[Stored data entries]
*** Block opens ***

use serde::{Deserialize, Serialize};

/// Configuration for the mentorship module.
#[derive(Debug, Clone, Serialize, Deserialize)]
#[serde(deny_unknown_fields)]
pub struct MentorshipConfig {
    /// Whether a mentee may re-request a mentor whose previous request was
    /// rejected. When `true`, creating a request silently replaces an
    /// existing `Rejected` record for the pair; `Pending` and `Accepted`
    /// records always conflict. When `false`, any existing record
    /// conflicts until the mentee cancels it.
    #[serde(default)]
    pub rerequest_after_rejection: bool,

    /// Upper bound on availability slots a mentor may store.
    #[serde(default = "default_max_slots")]
    pub max_availability_slots: usize,
}

impl Default for MentorshipConfig {
    fn default() -> Self {
        Self {
            rerequest_after_rejection: false,
            max_availability_slots: default_max_slots(),
        }
    }
}

fn default_max_slots() -> usize {
    100
}
#![allow(clippy::unwrap_used, clippy::expect_used)]

//! Shared fixtures for unit and integration tests.

use std::sync::Arc;

use directory_sdk::{Profile, UserRecord};
use mentorship_sdk::MentorshipEvent;
use parking_lot::Mutex;
use sea_orm::{Database, DatabaseConnection};
use sea_orm_migration::MigratorTrait;
use uuid::Uuid;

use crate::config::MentorshipConfig;
use crate::contract::AuthContext;
use crate::domain::ports::EventPublisher;
use crate::domain::service::Service;
use crate::infra::directory::StaticDirectory;
use crate::infra::storage::{OrmRequestsRepository, OrmSessionsRepository, OrmSlotsRepository};

pub async fn inmem_db() -> DatabaseConnection {
    let db = Database::connect("sqlite::memory:")
        .await
        .expect("Failed to connect to in-memory database");

    crate::infra::storage::migrations::Migrator::up(&db, None)
        .await
        .expect("Failed to run migrations");

    db
}

#[must_use]
pub fn mentor_record(id: Uuid, name: &str) -> UserRecord {
    UserRecord {
        id,
        name: name.to_owned(),
        email: format!("{}@example.com", name.to_lowercase()),
        profile: Profile::Mentor {
            skills: vec!["rust".to_owned()],
            goals: None,
        },
    }
}

#[must_use]
pub fn mentee_record(id: Uuid, name: &str) -> UserRecord {
    UserRecord {
        id,
        name: name.to_owned(),
        email: format!("{}@example.com", name.to_lowercase()),
        profile: Profile::Mentee {
            goals: Some("learn".to_owned()),
        },
    }
}

#[must_use]
pub fn admin_record(id: Uuid, name: &str) -> UserRecord {
    UserRecord {
        id,
        name: name.to_owned(),
        email: format!("{}@example.com", name.to_lowercase()),
        profile: Profile::Admin,
    }
}

#[must_use]
pub fn ctx_for(record: &UserRecord) -> AuthContext {
    AuthContext::new(record.id, record.role())
}

/// Publisher that records every event for assertions.
#[derive(Default)]
pub struct CapturingEvents {
    events: Mutex<Vec<MentorshipEvent>>,
}

impl CapturingEvents {
    #[must_use]
    pub fn taken(&self) -> Vec<MentorshipEvent> {
        std::mem::take(&mut self.events.lock())
    }
}

impl EventPublisher for CapturingEvents {
    fn publish(&self, event: &MentorshipEvent) {
        self.events.lock().push(event.clone());
    }
}

pub fn build_service(
    db: &DatabaseConnection,
    directory: Arc<StaticDirectory>,
    events: Arc<CapturingEvents>,
    config: MentorshipConfig,
) -> Service {
    Service::new(
        Arc::new(OrmRequestsRepository::new(db.clone())),
        Arc::new(OrmSessionsRepository::new(db.clone())),
        Arc::new(OrmSlotsRepository::new(db.clone())),
        directory,
        events,
        config,
    )
}
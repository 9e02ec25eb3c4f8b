use sea_orm::entity::prelude::*;
use time::OffsetDateTime;
use uuid::Uuid;

/// One row per `(mentor_id, mentee_id)` pair; uniqueness is a database
/// index, not an application check.
#[derive(Clone, Debug, PartialEq, DeriveEntityModel)]
#[sea_orm(table_name = "mentorship_requests")]
pub struct Model {
    #[sea_orm(primary_key, auto_increment = false)]
    pub id: Uuid,
    pub mentor_id: Uuid,
    pub mentee_id: Uuid,
    pub status: String,
    pub created_at: OffsetDateTime,
    pub updated_at: OffsetDateTime,
}

#[derive(Copy, Clone, Debug, EnumIter, DeriveRelation)]
pub enum Relation {}

impl ActiveModelBehavior for ActiveModel {}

*** Block closes ***

■ **Task goal**
Give the number of lines in the entries above that contain the string "EventPublisher", and nothing more.

■ **Result for this task**
2